Periodic paralysis is a group of heterogeneous muscular pathologies. They are characterized by episodes of weakness and muscle paralysis, affecting mostly the limbs. The episodes have a variable life, but often last very little and occur at irregular intervals. This helps to make the diagnosis difficult.

In most cases, periodic paralysis is hereditary conditions. They are dominant autosomal transmissible diseases: just one parent has the mutated gene, to have 50% probability of transmission. Who inherits the mutated gene has muscles vulnerable to changes in potassium levels in the blood. Depending on whether the potassium is too much or too little, it is referred to hypocalemic or hypercaliemic paralysis.
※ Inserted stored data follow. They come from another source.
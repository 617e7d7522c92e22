//! Versioned rules container.
//!
//! # Responsibilities
//! - Hold the base ruleset and its provenance path
//! - Hold named overlay edits
//! - Compile base + edits into the artifact handed to the rule engine
//!
//! # Design Decisions
//! - Edits live in a `BTreeMap` so compile order is the edit name order
//! - `compile` is a pure function of `base` and `edits`
//! - Managers are never mutated once published: updates work on a clone

use std::collections::BTreeMap;
use std::fmt;

use serde::Serialize;

use crate::rules::fragment::RulesFragment;
use crate::rules::merge::merge_data_entries;

/// Base ruleset plus named overlay edits.
#[derive(Debug, Clone, Default, PartialEq, Serialize)]
pub struct RulesManager {
    base: RulesFragment,
    /// Where the base came from: a remote config path, a file, or empty
    /// for the compiled-in defaults.
    base_path: String,
    edits: BTreeMap<String, RulesFragment>,
}

impl RulesManager {
    /// Create a manager over the given base and no edits.
    pub fn new(base: RulesFragment, base_path: impl Into<String>) -> Self {
        Self {
            base,
            base_path: base_path.into(),
            edits: BTreeMap::new(),
        }
    }

    pub fn base(&self) -> &RulesFragment {
        &self.base
    }

    pub fn base_path(&self) -> &str {
        &self.base_path
    }

    pub fn edits(&self) -> &BTreeMap<String, RulesFragment> {
        &self.edits
    }

    pub fn edit(&self, name: &str) -> Option<&RulesFragment> {
        self.edits.get(name)
    }

    /// Insert or replace an edit.
    pub fn add_edit(&mut self, name: impl Into<String>, fragment: RulesFragment) {
        self.edits.insert(name.into(), fragment);
    }

    /// Remove an edit. Unknown names are ignored.
    pub fn remove_edit(&mut self, name: &str) {
        self.edits.remove(name);
    }

    /// Replace the base ruleset.
    pub fn change_base(&mut self, fragment: RulesFragment, path: impl Into<String>) {
        self.base = fragment;
        self.base_path = path.into();
    }

    /// Resolve base and edits into a single ruleset.
    pub fn compile(&self) -> CompiledRules {
        let mut rules = self.base.clone();
        for edit in self.edits.values() {
            rules.append(edit);
        }
        // Several edits may carry the same data set, collapse them.
        rules.rules_data = merge_data_entries(&rules.rules_data, &[]);
        rules.exclusion_data = merge_data_entries(&rules.exclusion_data, &[]);

        CompiledRules {
            base_path: self.base_path.clone(),
            edits: self.edits.keys().cloned().collect(),
            rules,
        }
    }
}

/// The resolved ruleset, ready for the rule engine.
#[derive(Debug, Clone, Default, PartialEq, Serialize)]
pub struct CompiledRules {
    base_path: String,
    edits: Vec<String>,
    rules: RulesFragment,
}

impl CompiledRules {
    /// The merged rule document.
    pub fn rules(&self) -> &RulesFragment {
        &self.rules
    }

    pub fn base_path(&self) -> &str {
        &self.base_path
    }

    /// Names of the edits that went into this artifact, in compile order.
    pub fn edits(&self) -> &[String] {
        &self.edits
    }
}

impl fmt::Display for CompiledRules {
    fn fmt(&self, f: &mut fmt::Formatter<'_>) -> fmt::Result {
        match serde_json::to_string(&self.rules) {
            Ok(doc) => write!(f, "{}", doc),
            Err(_) => write!(f, "<unserializable rules from {:?}>", self.base_path),
        }
    }
}

#[cfg(test)]
mod tests {
    use super::*;
    use crate::rules::fragment::{DataEntry, RuleDataEntry};
    use serde_json::json;

    fn base() -> RulesFragment {
        RulesFragment {
            version: Some("2.2".into()),
            rules: vec![json!({"id": "base-001"})],
            ..Default::default()
        }
    }

    fn edit_with_rule(id: &str) -> RulesFragment {
        RulesFragment {
            custom_rules: vec![json!({"id": id})],
            ..Default::default()
        }
    }

    #[test]
    fn test_edits_upsert_and_remove() {
        let mut manager = RulesManager::new(base(), "");
        manager.add_edit("a", edit_with_rule("c1"));
        manager.add_edit("a", edit_with_rule("c2"));
        assert_eq!(manager.edits().len(), 1);
        assert_eq!(manager.edit("a").unwrap().custom_rules[0]["id"], "c2");

        manager.remove_edit("a");
        manager.remove_edit("missing");
        assert!(manager.edits().is_empty());
    }

    #[test]
    fn test_clone_is_independent() {
        let original = RulesManager::new(base(), "");
        let mut copy = original.clone();
        copy.add_edit("x", edit_with_rule("c1"));
        copy.change_base(RulesFragment::default(), "remote/path");

        assert!(original.edits().is_empty());
        assert_eq!(original.base_path(), "");
        assert_eq!(original.base(), &base());
    }

    #[test]
    fn test_compile_orders_edits_by_name() {
        let mut manager = RulesManager::new(base(), "base/path");
        manager.add_edit("z", edit_with_rule("from-z"));
        manager.add_edit("a", edit_with_rule("from-a"));

        let compiled = manager.compile();
        assert_eq!(compiled.edits(), &["a".to_string(), "z".to_string()]);
        assert_eq!(compiled.base_path(), "base/path");
        let ids: Vec<_> = compiled.rules().custom_rules.iter().map(|r| r["id"].clone()).collect();
        assert_eq!(ids, vec![json!("from-a"), json!("from-z")]);
        assert_eq!(compiled.rules().rules.len(), 1);
        assert_eq!(compiled.rules().version.as_deref(), Some("2.2"));
    }

    #[test]
    fn test_compile_is_deterministic() {
        let mut first = RulesManager::new(base(), "");
        first.add_edit("b", edit_with_rule("b"));
        first.add_edit("a", edit_with_rule("a"));

        let mut second = RulesManager::new(base(), "");
        second.add_edit("a", edit_with_rule("a"));
        second.add_edit("b", edit_with_rule("b"));

        assert_eq!(first.compile(), second.compile());
        assert_eq!(first.compile().to_string(), second.compile().to_string());
    }

    #[test]
    fn test_compile_merges_data_across_edits() {
        let data = |exp| RulesFragment {
            rules_data: vec![DataEntry {
                id: "x".into(),
                kind: "ip".into(),
                data: vec![RuleDataEntry::new("1.2.3.4", exp)],
            }],
            ..Default::default()
        };
        let mut manager = RulesManager::new(base(), "");
        manager.add_edit("a", data(0));
        manager.add_edit("b", data(1000));

        let compiled = manager.compile();
        assert_eq!(compiled.rules().rules_data.len(), 1);
        assert_eq!(compiled.rules().rules_data[0].data, vec![RuleDataEntry::new("1.2.3.4", 0)]);
    }

    #[test]
    fn test_display_renders_document() {
        let compiled = RulesManager::new(base(), "").compile();
        let rendered = compiled.to_string();
        assert!(rendered.contains("base-001"));
        assert!(rendered.contains("\"version\":\"2.2\""));
    }
}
The first symptoms of periodic paralysis appear during childhood or adolescence. They occur mainly when awakened, or after resting. Alternatively, they are manifested by intense physical efforts or the consumption of carbohydrate-rich foods. They are also related to the consumption of alcohol and excess salt.

Symptoms may vary considerably, depending on the condition of the patient. Generally, these include weakness or paralysis of the muscles of the hips, shoulders, legs, arms. Episodes can last between 3 and 23 hours, too little time to ensure a safe diagnosis. Genetic tests are essential to give a clear answer. In case of recurrent family episodes, prenatal diagnosis may also be considered.